As previously reported here, FDA and medical device industry reached a tentative user fee agreement earlier this month. The tentative agreement calls for $595 million to be paid to FDA in exchange for a number of performance goals and other measures meant to provide a faster, more streamlined review process. The proposed agreement has not yet been submitted to Congress (FDA expects to submit the proposal by mid-March.), but that did not stop the House Energy and Commerce Health Subcommittee from discussing the proposal at its February 15 device user fee reauthorization hearing.
A central concern with a number of the representatives was the magnitude of the increase in user fees.
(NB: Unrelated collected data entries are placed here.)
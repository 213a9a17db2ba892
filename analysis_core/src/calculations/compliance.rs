//! # Code Compliance Checker
//!
//! Three independent gates, each true until its first violation:
//!
//! | Gate           | Check                                 | Severity                     |
//! |----------------|---------------------------------------|------------------------------|
//! | Deflection     | `max_deflection > L_in / ratio`       | Error                        |
//! | Strength       | `utilization > 1.0`                   | Critical above 1.2, else Error |
//! | Serviceability | `natural_frequency < vibration_hz`    | Warning                      |
//!
//! `overall = deflection && strength`. A serviceability violation flips the
//! serviceability flag only; it never fails the structure on its own.

use serde::{Deserialize, Serialize};
use tracing::{debug, warn};

use crate::config::ServiceabilityLimits;
use crate::errors::{AnalysisError, AnalysisResult, Stage};
use crate::members::StructuralMember;

/// Utilization above which a strength violation is critical
pub const CRITICAL_UTILIZATION: f64 = 1.2;

/// Violation severity, ordered from least to most severe.
#[derive(Debug, Clone, Copy, PartialEq, Eq, PartialOrd, Ord, Hash, Serialize, Deserialize)]
pub enum Severity {
    Warning,
    Error,
    Critical,
}

impl Severity {
    pub fn display_name(&self) -> &'static str {
        match self {
            Severity::Warning => "WARNING",
            Severity::Error => "ERROR",
            Severity::Critical => "CRITICAL",
        }
    }
}

impl std::fmt::Display for Severity {
    fn fmt(&self, f: &mut std::fmt::Formatter<'_>) -> std::fmt::Result {
        write!(f, "{}", self.display_name())
    }
}

/// Gate a violation belongs to.
#[derive(Debug, Clone, Copy, PartialEq, Eq, Hash, Serialize, Deserialize)]
pub enum ViolationKind {
    Deflection,
    Strength,
    Serviceability,
}

impl ViolationKind {
    /// Fixed remediation text for this kind of violation
    pub fn suggestion(&self) -> &'static str {
        match self {
            ViolationKind::Deflection => "Increase member depth or add intermediate supports",
            ViolationKind::Strength => "Increase section size or use a higher-strength material",
            ViolationKind::Serviceability => "Stiffen the member or add bracing to raise its natural frequency",
        }
    }
}

/// One failed check on one member.
#[derive(Debug, Clone, PartialEq, Serialize, Deserialize)]
pub struct Violation {
    pub member_id: String,
    pub kind: ViolationKind,
    pub description: String,
    pub severity: Severity,
    pub suggestion: String,
}

impl Violation {
    fn new(member_id: &str, kind: ViolationKind, severity: Severity, description: String) -> Self {
        Violation {
            member_id: member_id.to_string(),
            kind,
            description,
            severity,
            suggestion: kind.suggestion().to_string(),
        }
    }
}

/// Compliance verdict for the structure.
///
/// `overall` follows the deflection and strength gates only. The
/// serviceability gate is advisory: it records warnings and clears
/// `serviceability`, but `overall` stays true when it is the only gate
/// that fails.
#[derive(Debug, Clone, PartialEq, Serialize, Deserialize)]
pub struct CodeCompliance {
    pub overall: bool,
    pub deflection: bool,
    pub strength: bool,
    pub serviceability: bool,
    pub violations: Vec<Violation>,
}

impl Default for CodeCompliance {
    fn default() -> Self {
        CodeCompliance {
            overall: true,
            deflection: true,
            strength: true,
            serviceability: true,
            violations: Vec::new(),
        }
    }
}

impl CodeCompliance {
    /// Violations for one member
    pub fn violations_for<'a>(&'a self, member_id: &'a str) -> impl Iterator<Item = &'a Violation> + 'a {
        self.violations.iter().filter(move |v| v.member_id == member_id)
    }

    /// Most severe violation, if any
    pub fn worst_severity(&self) -> Option<Severity> {
        self.violations.iter().map(|v| v.severity).max()
    }

    fn record(&mut self, violation: Violation) {
        match violation.kind {
            ViolationKind::Deflection => self.deflection = false,
            ViolationKind::Strength => self.strength = false,
            ViolationKind::Serviceability => self.serviceability = false,
        }
        self.overall = self.deflection && self.strength;
        self.violations.push(violation);
    }
}

/// Run the three gates over every analyzed member.
///
/// # Errors
///
/// `ComputationDomain` if a member has no results; compliance is only
/// meaningful after the member analysis.
pub fn check_compliance(
    members: &[StructuralMember],
    limits: &ServiceabilityLimits,
) -> AnalysisResult<CodeCompliance> {
    let mut compliance = CodeCompliance::default();

    for member in members {
        let results = member.results.as_ref().ok_or_else(|| {
            AnalysisError::domain(&member.id, None, Stage::Compliance, "member has not been analyzed")
        })?;

        let allowable_defl = member.length_in() / limits.deflection_ratio;
        if results.max_deflection_in > allowable_defl {
            compliance.record(Violation::new(
                &member.id,
                ViolationKind::Deflection,
                Severity::Error,
                format!(
                    "Deflection {:.3} in exceeds L/{:.0} = {:.3} in",
                    results.max_deflection_in, limits.deflection_ratio, allowable_defl
                ),
            ));
        }

        if results.utilization > 1.0 {
            let severity = if results.utilization > CRITICAL_UTILIZATION {
                Severity::Critical
            } else {
                Severity::Error
            };
            compliance.record(Violation::new(
                &member.id,
                ViolationKind::Strength,
                severity,
                format!(
                    "Stress {:.0} psi exceeds allowable {:.0} psi (utilization {:.2}, {})",
                    results.max_stress_psi, results.allowable_stress_psi, results.utilization, results.controlling_load
                ),
            ));
        }

        if results.natural_frequency_hz < limits.vibration_hz {
            compliance.record(Violation::new(
                &member.id,
                ViolationKind::Serviceability,
                Severity::Warning,
                format!(
                    "Natural frequency {:.2} Hz is below the {:.1} Hz limit",
                    results.natural_frequency_hz, limits.vibration_hz
                ),
            ));
        }
    }

    if compliance.overall {
        debug!(violations = compliance.violations.len(), "compliance passed");
    } else {
        warn!(
            violations = compliance.violations.len(),
            deflection = compliance.deflection,
            strength = compliance.strength,
            "compliance failed"
        );
    }
    Ok(compliance)
}

#[cfg(test)]
mod tests {
    use super::*;
    use crate::materials::MaterialProperties;
    use crate::members::{EndConditions, MemberResults, MemberRole};
    use crate::model::Point3;
    use crate::sections::Section;

    fn analyzed(id: &str, length_ft: f64, deflection_in: f64, utilization: f64, frequency_hz: f64) -> StructuralMember {
        StructuralMember {
            id: id.to_string(),
            name: id.to_string(),
            role: MemberRole::Beam,
            start: Point3::new(0.0, 0.0, 0.0),
            end: Point3::new(length_ft, 0.0, 0.0),
            length_ft,
            tributary_width_ft: 4.0,
            section: Section::from_bounding_box(2.0, 6.0),
            material: MaterialProperties::default(),
            boundary: EndConditions::default(),
            results: Some(MemberResults {
                max_moment_ftlb: 1000.0,
                max_shear_lb: 400.0,
                max_deflection_in: deflection_in,
                max_stress_psi: utilization * 21_556.9,
                allowable_stress_psi: 21_556.9,
                utilization,
                controlling_load: "LRFD-2: 1.2D + 1.6L".to_string(),
                buckling_capacity_lb: 10_000.0,
                natural_frequency_hz: frequency_hz,
            }),
        }
    }

    #[test]
    fn test_all_gates_pass() {
        let members = vec![analyzed("B-1", 20.0, 0.2, 0.5, 12.0)];
        let c = check_compliance(&members, &ServiceabilityLimits::default()).unwrap();
        assert!(c.overall && c.deflection && c.strength && c.serviceability);
        assert!(c.violations.is_empty());
        assert_eq!(c.worst_severity(), None);
    }

    #[test]
    fn test_deflection_gate() {
        // L/360 for 20 ft = 0.667 in
        let members = vec![analyzed("B-1", 20.0, 0.7, 0.5, 12.0)];
        let c = check_compliance(&members, &ServiceabilityLimits::default()).unwrap();
        assert!(!c.deflection);
        assert!(!c.overall);
        assert_eq!(c.violations[0].kind, ViolationKind::Deflection);
        assert_eq!(c.violations[0].severity, Severity::Error);
    }

    #[test]
    fn test_strength_severity() {
        let members = vec![
            analyzed("B-1", 10.0, 0.0, 1.0, 12.0),
            analyzed("B-2", 10.0, 0.0, 1.1, 12.0),
            analyzed("B-3", 10.0, 0.0, 1.2, 12.0),
            analyzed("B-4", 10.0, 0.0, 1.25, 12.0),
        ];
        let c = check_compliance(&members, &ServiceabilityLimits::default()).unwrap();
        assert!(!c.strength);
        assert_eq!(c.violations_for("B-1").count(), 0);
        assert_eq!(c.violations_for("B-2").next().unwrap().severity, Severity::Error);
        assert_eq!(c.violations_for("B-3").next().unwrap().severity, Severity::Error);
        assert_eq!(c.violations_for("B-4").next().unwrap().severity, Severity::Critical);
        assert_eq!(c.worst_severity(), Some(Severity::Critical));
    }

    #[test]
    fn test_serviceability_is_advisory() {
        let members = vec![analyzed("B-1", 20.0, 0.1, 0.5, 2.0)];
        let c = check_compliance(&members, &ServiceabilityLimits::default()).unwrap();
        assert!(!c.serviceability);
        assert!(c.overall);
        assert_eq!(c.violations.len(), 1);
        assert_eq!(c.violations[0].severity, Severity::Warning);
        assert_eq!(c.violations[0].suggestion, ViolationKind::Serviceability.suggestion());
    }

    #[test]
    fn test_overall_law() {
        let cases = [
            (0.1, 0.5, 2.0),
            (0.9, 0.5, 12.0),
            (0.1, 1.5, 12.0),
            (0.9, 1.5, 2.0),
        ];
        for (defl, util, freq) in cases {
            let c = check_compliance(&[analyzed("B", 20.0, defl, util, freq)], &ServiceabilityLimits::default())
                .unwrap();
            assert_eq!(c.overall, c.deflection && c.strength);
        }
    }

    #[test]
    fn test_unanalyzed_member() {
        let mut member = analyzed("B-1", 20.0, 0.1, 0.5, 12.0);
        member.results = None;
        assert!(check_compliance(&[member], &ServiceabilityLimits::default()).is_err());
    }
}
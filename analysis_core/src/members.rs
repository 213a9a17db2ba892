//! # Structural Member Builder
//!
//! Converts frame components plus material records into analyzable
//! [`StructuralMember`]s with section, material and boundary data.
//!
//! ## Role assignment
//!
//! Members carry an explicit [`MemberRole`] tag set at model-authoring time.
//! Components authored before the tag existed fall back to the legacy name
//! heuristic ([`MemberRole::from_legacy_name`]): "post" → column, "beam" →
//! beam, "truss" → truss, anything else → beam.
//!
//! ## Failure handling
//!
//! A component that cannot be built (unknown material, zero length, unusable
//! section) is skipped and reported as a [`BuildDiagnostic`]; the rest of the
//! frame is still analyzed.

use serde::{Deserialize, Serialize};
use tracing::{debug, warn};

use crate::errors::{AnalysisError, Stage};
use crate::materials::{MaterialDatabase, MaterialProperties};
use crate::model::{FrameComponent, GreenhouseModel, Point3};
use crate::sections::{Section, SectionTable};

/// Structural role of a member.
#[derive(Debug, Clone, Copy, PartialEq, Eq, Hash, Serialize, Deserialize)]
pub enum MemberRole {
    Column,
    Beam,
    Truss,
    Rafter,
    Purlin,
    Brace,
}

impl MemberRole {
    /// Legacy classification by substring of the component name.
    pub fn from_legacy_name(name: &str) -> Self {
        let lower = name.to_lowercase();
        if lower.contains("post") {
            MemberRole::Column
        } else if lower.contains("beam") {
            MemberRole::Beam
        } else if lower.contains("truss") {
            MemberRole::Truss
        } else {
            MemberRole::Beam
        }
    }

    pub fn display_name(&self) -> &'static str {
        match self {
            MemberRole::Column => "Column",
            MemberRole::Beam => "Beam",
            MemberRole::Truss => "Truss",
            MemberRole::Rafter => "Rafter",
            MemberRole::Purlin => "Purlin",
            MemberRole::Brace => "Brace",
        }
    }
}

impl std::fmt::Display for MemberRole {
    fn fmt(&self, f: &mut std::fmt::Formatter<'_>) -> std::fmt::Result {
        write!(f, "{}", self.display_name())
    }
}

/// Support type at one member end.
#[derive(Debug, Clone, Copy, PartialEq, Eq, Hash, Serialize, Deserialize)]
pub enum Fixity {
    Fixed,
    Pinned,
    Roller,
    Free,
}

/// Restraint at one member end. `true` = restrained.
#[derive(Debug, Clone, Copy, PartialEq, Eq, Serialize, Deserialize)]
pub struct BoundaryCondition {
    pub fixity: Fixity,
    /// Translation restraint about x, y, z
    pub translation: [bool; 3],
    /// Rotation restraint about x, y, z
    pub rotation: [bool; 3],
}

impl BoundaryCondition {
    pub fn fixed() -> Self {
        BoundaryCondition {
            fixity: Fixity::Fixed,
            translation: [true; 3],
            rotation: [true; 3],
        }
    }

    pub fn pinned() -> Self {
        BoundaryCondition {
            fixity: Fixity::Pinned,
            translation: [true; 3],
            rotation: [false; 3],
        }
    }

    /// Vertical support only; free to slide along the member axis
    pub fn roller() -> Self {
        BoundaryCondition {
            fixity: Fixity::Roller,
            translation: [false, false, true],
            rotation: [false; 3],
        }
    }

    pub fn free() -> Self {
        BoundaryCondition {
            fixity: Fixity::Free,
            translation: [false; 3],
            rotation: [false; 3],
        }
    }
}

/// Fixity at both ends of a member.
#[derive(Debug, Clone, Copy, PartialEq, Eq, Serialize, Deserialize)]
pub struct EndConditions {
    pub start: BoundaryCondition,
    pub end: BoundaryCondition,
}

impl EndConditions {
    pub fn new(start: BoundaryCondition, end: BoundaryCondition) -> Self {
        EndConditions { start, end }
    }

    pub fn pinned_pinned() -> Self {
        EndConditions::new(BoundaryCondition::pinned(), BoundaryCondition::pinned())
    }

    pub fn fixed_fixed() -> Self {
        EndConditions::new(BoundaryCondition::fixed(), BoundaryCondition::fixed())
    }

    pub fn fixed_pinned() -> Self {
        EndConditions::new(BoundaryCondition::fixed(), BoundaryCondition::pinned())
    }

    pub fn cantilever() -> Self {
        EndConditions::new(BoundaryCondition::fixed(), BoundaryCondition::free())
    }

    /// Beam idealization implied by the end fixities, or `None` for a
    /// mechanism (no fixed end and at least one free end).
    pub fn idealization(&self) -> Option<SpanIdealization> {
        use Fixity::*;
        match (self.start.fixity, self.end.fixity) {
            (Fixed, Fixed) => Some(SpanIdealization::FixedFixed),
            (Fixed, Free) | (Free, Fixed) => Some(SpanIdealization::Cantilever),
            (Fixed, _) | (_, Fixed) => Some(SpanIdealization::FixedPinned),
            (a, b) if a != Free && b != Free => Some(SpanIdealization::SimplySupported),
            _ => None,
        }
    }

    /// Whether the fixed end of a one-sided idealization is the start end
    pub fn fixed_at_start(&self) -> bool {
        self.start.fixity == Fixity::Fixed
    }

    pub fn is_stable(&self) -> bool {
        self.idealization().is_some()
    }
}

impl Default for EndConditions {
    fn default() -> Self {
        EndConditions::pinned_pinned()
    }
}

/// Uniform-load beam idealization used by the member analysis.
#[derive(Debug, Clone, Copy, PartialEq, Eq, Hash, Serialize, Deserialize)]
pub enum SpanIdealization {
    SimplySupported,
    FixedFixed,
    FixedPinned,
    Cantilever,
}

impl SpanIdealization {
    /// Effective length factor K for Euler buckling (AISC Table C-A-7.1,
    /// recommended design values).
    pub fn effective_length_factor(&self) -> f64 {
        match self {
            SpanIdealization::SimplySupported => 1.0,
            SpanIdealization::FixedFixed => 0.65,
            SpanIdealization::FixedPinned => 0.8,
            SpanIdealization::Cantilever => 2.1,
        }
    }

    /// First bending mode constant λ²
    pub fn frequency_constant(&self) -> f64 {
        match self {
            SpanIdealization::SimplySupported => std::f64::consts::PI.powi(2),
            SpanIdealization::FixedFixed => 22.373,
            SpanIdealization::FixedPinned => 15.418,
            SpanIdealization::Cantilever => 3.516,
        }
    }
}
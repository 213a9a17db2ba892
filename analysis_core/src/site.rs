//! # Site Parameters
//!
//! Location and environmental classification data supplied by the caller
//! (often geocoding-derived). Read-only for the engine.
//!
//! ## JSON Example
//!
//! ```json
//! {
//!   "latitude": 40.79,
//!   "longitude": -77.86,
//!   "elevation_ft": 1150.0,
//!   "ground_snow_load_psf": 25.0,
//!   "basic_wind_speed_mph": 115.0,
//!   "seismic_design_category": "B",
//!   "exposure_category": "B",
//!   "risk_category": "II"
//! }
//! ```

use serde::{Deserialize, Serialize};

use crate::errors::{AnalysisError, AnalysisResult};

/// Site and environmental parameters for one analysis run.
#[derive(Debug, Clone, PartialEq, Serialize, Deserialize)]
pub struct SiteParameters {
    /// Latitude in decimal degrees
    pub latitude: f64,

    /// Longitude in decimal degrees
    #[serde(default)]
    pub longitude: f64,

    /// Site elevation above sea level (ft)
    #[serde(default)]
    pub elevation_ft: f64,

    /// Ground snow load pg (psf) per ASCE 7 Figure 7.2-1
    pub ground_snow_load_psf: f64,

    /// Basic wind speed V (mph) per ASCE 7 Figure 26.5-1
    pub basic_wind_speed_mph: f64,

    /// Seismic design category (A through F)
    #[serde(default)]
    pub seismic_design_category: Option<String>,

    /// Exposure category for terrain roughness
    #[serde(default)]
    pub exposure_category: ExposureCategory,

    /// Risk category for occupancy importance
    #[serde(default)]
    pub risk_category: RiskCategory,
}

impl SiteParameters {
    /// Validate site parameters.
    pub fn validate(&self) -> AnalysisResult<()> {
        if !(-90.0..=90.0).contains(&self.latitude) {
            return Err(AnalysisError::invalid_input(
                "latitude",
                self.latitude.to_string(),
                "Latitude must be between -90 and 90 degrees",
            ));
        }
        if !self.ground_snow_load_psf.is_finite() || self.ground_snow_load_psf < 0.0 {
            return Err(AnalysisError::invalid_input(
                "ground_snow_load_psf",
                self.ground_snow_load_psf.to_string(),
                "Ground snow load cannot be negative",
            ));
        }
        if !self.basic_wind_speed_mph.is_finite() || self.basic_wind_speed_mph < 0.0 {
            return Err(AnalysisError::invalid_input(
                "basic_wind_speed_mph",
                self.basic_wind_speed_mph.to_string(),
                "Wind speed cannot be negative",
            ));
        }
        Ok(())
    }
}

impl Default for SiteParameters {
    fn default() -> Self {
        SiteParameters {
            latitude: 40.0,
            longitude: -90.0,
            elevation_ft: 0.0,
            ground_snow_load_psf: 25.0,
            basic_wind_speed_mph: 115.0,
            seismic_design_category: None,
            exposure_category: ExposureCategory::default(),
            risk_category: RiskCategory::default(),
        }
    }
}

/// Exposure category per ASCE 7 Section 26.7
#[derive(Debug, Clone, Copy, PartialEq, Eq, Hash, Default, Serialize, Deserialize)]
pub enum ExposureCategory {
    A,
    #[default]
    B,
    C,
    D,
}

impl ExposureCategory {
    /// Snow exposure factor Ce used by the load generator.
    ///
    /// | Exposure | Ce  |
    /// |----------|-----|
    /// | A, B     | 1.0 |
    /// | C        | 1.2 |
    /// | D        | 1.3 |
    pub fn snow_exposure_factor(&self) -> f64 {
        match self {
            ExposureCategory::A | ExposureCategory::B => 1.0,
            ExposureCategory::C => 1.2,
            ExposureCategory::D => 1.3,
        }
    }
}

/// Risk category per ASCE 7 Table 1.5-1
#[derive(Debug, Clone, Copy, PartialEq, Eq, Hash, Default, Serialize, Deserialize)]
pub enum RiskCategory {
    I,
    #[default]
    II,
    III,
    IV,
}

impl RiskCategory {
    /// Importance factor applied to snow and wind loads.
    pub fn importance_factor(&self) -> f64 {
        match self {
            RiskCategory::I => 0.8,
            RiskCategory::II => 1.0,
            RiskCategory::III => 1.1,
            RiskCategory::IV => 1.2,
        }
    }
}
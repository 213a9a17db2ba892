//! # Engine Configuration
//!
//! Everything the engine would otherwise look up in module-level tables:
//! the building code, serviceability limits, the simplified global
//! constants, soil defaults, optimization thresholds, the FEA timeout and
//! the material / section databases.
//!
//! Build one [`EngineConfig`] and pass it by reference to
//! [`AnalysisEngine`](crate::engine::AnalysisEngine).
//!
//! ```rust
//! use analysis_core::config::EngineConfig;
//!
//! let config = EngineConfig::from_json(r#"{ "limits": { "deflection_ratio": 240.0 } }"#).unwrap();
//! assert_eq!(config.limits.deflection_ratio, 240.0);
//! assert_eq!(config.building_code, "LRFD");
//! ```

use std::fs;
use std::path::Path;

use serde::{Deserialize, Serialize};

use crate::calculations::foundation::SoilProperties;
use crate::errors::{AnalysisError, AnalysisResult};
use crate::materials::MaterialDatabase;
use crate::sections::SectionTable;

/// Safety factor dividing Fy for the allowable stress.
///
/// Member demand comes from LRFD-factored loads but is compared against an
/// ASD allowable (Fy / 1.67). The mix is deliberate legacy behavior; changing
/// it means changing this constant and the strength tests together.
pub const LEGACY_MIXED_SAFETY_FACTOR: f64 = 1.67;

/// Serviceability limits checked by the compliance gates.
#[derive(Debug, Clone, Copy, PartialEq, Serialize, Deserialize)]
#[serde(default)]
pub struct ServiceabilityLimits {
    /// Deflection limit as a span ratio (360 → L/360)
    pub deflection_ratio: f64,
    /// Minimum first-mode member frequency (Hz)
    pub vibration_hz: f64,
    /// Story drift limit (% of height), reported only
    pub drift_percent: f64,
}

impl Default for ServiceabilityLimits {
    fn default() -> Self {
        ServiceabilityLimits {
            deflection_ratio: 360.0,
            vibration_hz: 5.0,
            drift_percent: 2.0,
        }
    }
}

/// Simplified constants used by the member analysis and global aggregation.
#[derive(Debug, Clone, Copy, PartialEq, Serialize, Deserialize)]
#[serde(default)]
pub struct AnalysisConstants {
    /// Fy divisor for the allowable stress
    pub safety_factor: f64,
    /// Base shear coefficient (V = Cs·W)
    pub seismic_coefficient: f64,
    /// Lever arm for the overturning moment (ft)
    pub assumed_height_ft: f64,
    /// Period coefficient in T = Ct·√h
    pub period_coefficient: f64,
    /// Gravitational acceleration (in/s²)
    pub gravity_in_s2: f64,
}

impl Default for AnalysisConstants {
    fn default() -> Self {
        AnalysisConstants {
            safety_factor: LEGACY_MIXED_SAFETY_FACTOR,
            seismic_coefficient: 0.1,
            assumed_height_ft: 20.0,
            period_coefficient: 0.1,
            gravity_in_s2: 386.1,
        }
    }
}

/// Thresholds for the optimization advisor.
#[derive(Debug, Clone, Copy, PartialEq, Serialize, Deserialize)]
#[serde(default)]
pub struct OptimizationSettings {
    /// Members below this utilization are flagged as over-designed
    pub underutilized_threshold: f64,
    pub downsize_cost_savings: f64,
    pub downsize_weight_savings: f64,
    /// Total frame weight (lb) above which a material upgrade is suggested
    pub upgrade_weight_threshold_lb: f64,
    pub upgrade_weight_savings: f64,
    /// Steel cost used for the savings estimates ($/lb)
    pub steel_cost_per_lb: f64,
    /// Spans above this length (ft) get an intermediate-support suggestion
    pub max_span_ft: f64,
}

impl Default for OptimizationSettings {
    fn default() -> Self {
        OptimizationSettings {
            underutilized_threshold: 0.6,
            downsize_cost_savings: 0.20,
            downsize_weight_savings: 0.15,
            upgrade_weight_threshold_lb: 1000.0,
            upgrade_weight_savings: 0.15,
            steel_cost_per_lb: 2.50,
            max_span_ft: 30.0,
        }
    }
}

/// Engine configuration, constructed once per caller.
#[derive(Debug, Clone, Serialize, Deserialize)]
#[serde(default)]
pub struct EngineConfig {
    /// Load combination table name ("LRFD")
    pub building_code: String,
    pub limits: ServiceabilityLimits,
    pub constants: AnalysisConstants,
    /// Soil used when the caller does not supply site-specific values
    pub soil: SoilProperties,
    pub optimization: OptimizationSettings,
    /// Upper bound on an external FEA call (seconds)
    pub fea_timeout_secs: u64,
    pub materials: MaterialDatabase,
    pub sections: SectionTable,
}

impl Default for EngineConfig {
    fn default() -> Self {
        EngineConfig {
            building_code: "LRFD".to_string(),
            limits: ServiceabilityLimits::default(),
            constants: AnalysisConstants::default(),
            soil: SoilProperties::default(),
            optimization: OptimizationSettings::default(),
            fea_timeout_secs: 300,
            materials: MaterialDatabase::standard(),
            sections: SectionTable::standard(),
        }
    }
}

impl EngineConfig {
    /// Parse a configuration; omitted fields take their defaults.
    pub fn from_json(json: &str) -> AnalysisResult<Self> {
        let config: EngineConfig = serde_json::from_str(json)?;
        config.validate()?;
        Ok(config)
    }

    /// Load a configuration file.
    pub fn load(path: &Path) -> AnalysisResult<Self> {
        let contents = fs::read_to_string(path)
            .map_err(|e| AnalysisError::file_error("read", path.display().to_string(), e.to_string()))?;
        let config: EngineConfig =
            serde_json::from_str(&contents).map_err(|e| AnalysisError::SerializationError {
                reason: format!("Invalid JSON in {}: {}", path.display(), e),
            })?;
        config.validate()?;
        Ok(config)
    }

    /// Check that every limit and constant the analysis divides by is positive.
    pub fn validate(&self) -> AnalysisResult<()> {
        let positives = [
            ("limits.deflection_ratio", self.limits.deflection_ratio),
            ("constants.safety_factor", self.constants.safety_factor),
            ("constants.gravity_in_s2", self.constants.gravity_in_s2),
            ("constants.seismic_coefficient", self.constants.seismic_coefficient),
            ("constants.assumed_height_ft", self.constants.assumed_height_ft),
            ("constants.period_coefficient", self.constants.period_coefficient),
            ("soil.allowable_bearing_psf", self.soil.allowable_bearing_psf),
        ];
        for (field, value) in positives {
            if !value.is_finite() || value <= 0.0 {
                return Err(AnalysisError::invalid_input(field, value.to_string(), "Must be positive"));
            }
        }
        if self.fea_timeout_secs == 0 {
            return Err(AnalysisError::invalid_input(
                "fea_timeout_secs",
                "0",
                "Timeout must be at least one second",
            ));
        }
        Ok(())
    }
}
The proposed agreement calls for the medical device user fees to roughly double over the life of the five-year agreement. Jeffrey E. Shuren, M.D., J.D., Director of FDA's Center for Devices and Radiological Health ("CDRH"), defended the increased fees. According to Shuren, CDRH is in desperate need of additional funding to increase its review staff and improve the review process. Shuren also stressed that the increased user fees for small firms would not increase as significantly as the overall user fees. For example, a 510(k) submission fee for a small firm (those having annual revenues of $100 million or less) would start at $2000 in 2012 and top out at $2600 in 2017. A summary of some of the other fees include:
- Roughly $220,000 for a Pre-Market Application ("PMA") or Biologics License Application ("BLA") in 2012; small firms would pay roughly $55,000. These figures rise to roughly $268,000 and $67,000, respectively, in 2017.
- Larger firms would pay around $4,000 for a 510(k) submission in 2012 and around $5,400 in 2017.
- In 2012, the device registration fee (a fee paid by all registered device makers and reprocessors) will be a little over $2,000, but it will grow to almost $4,000 by 2017.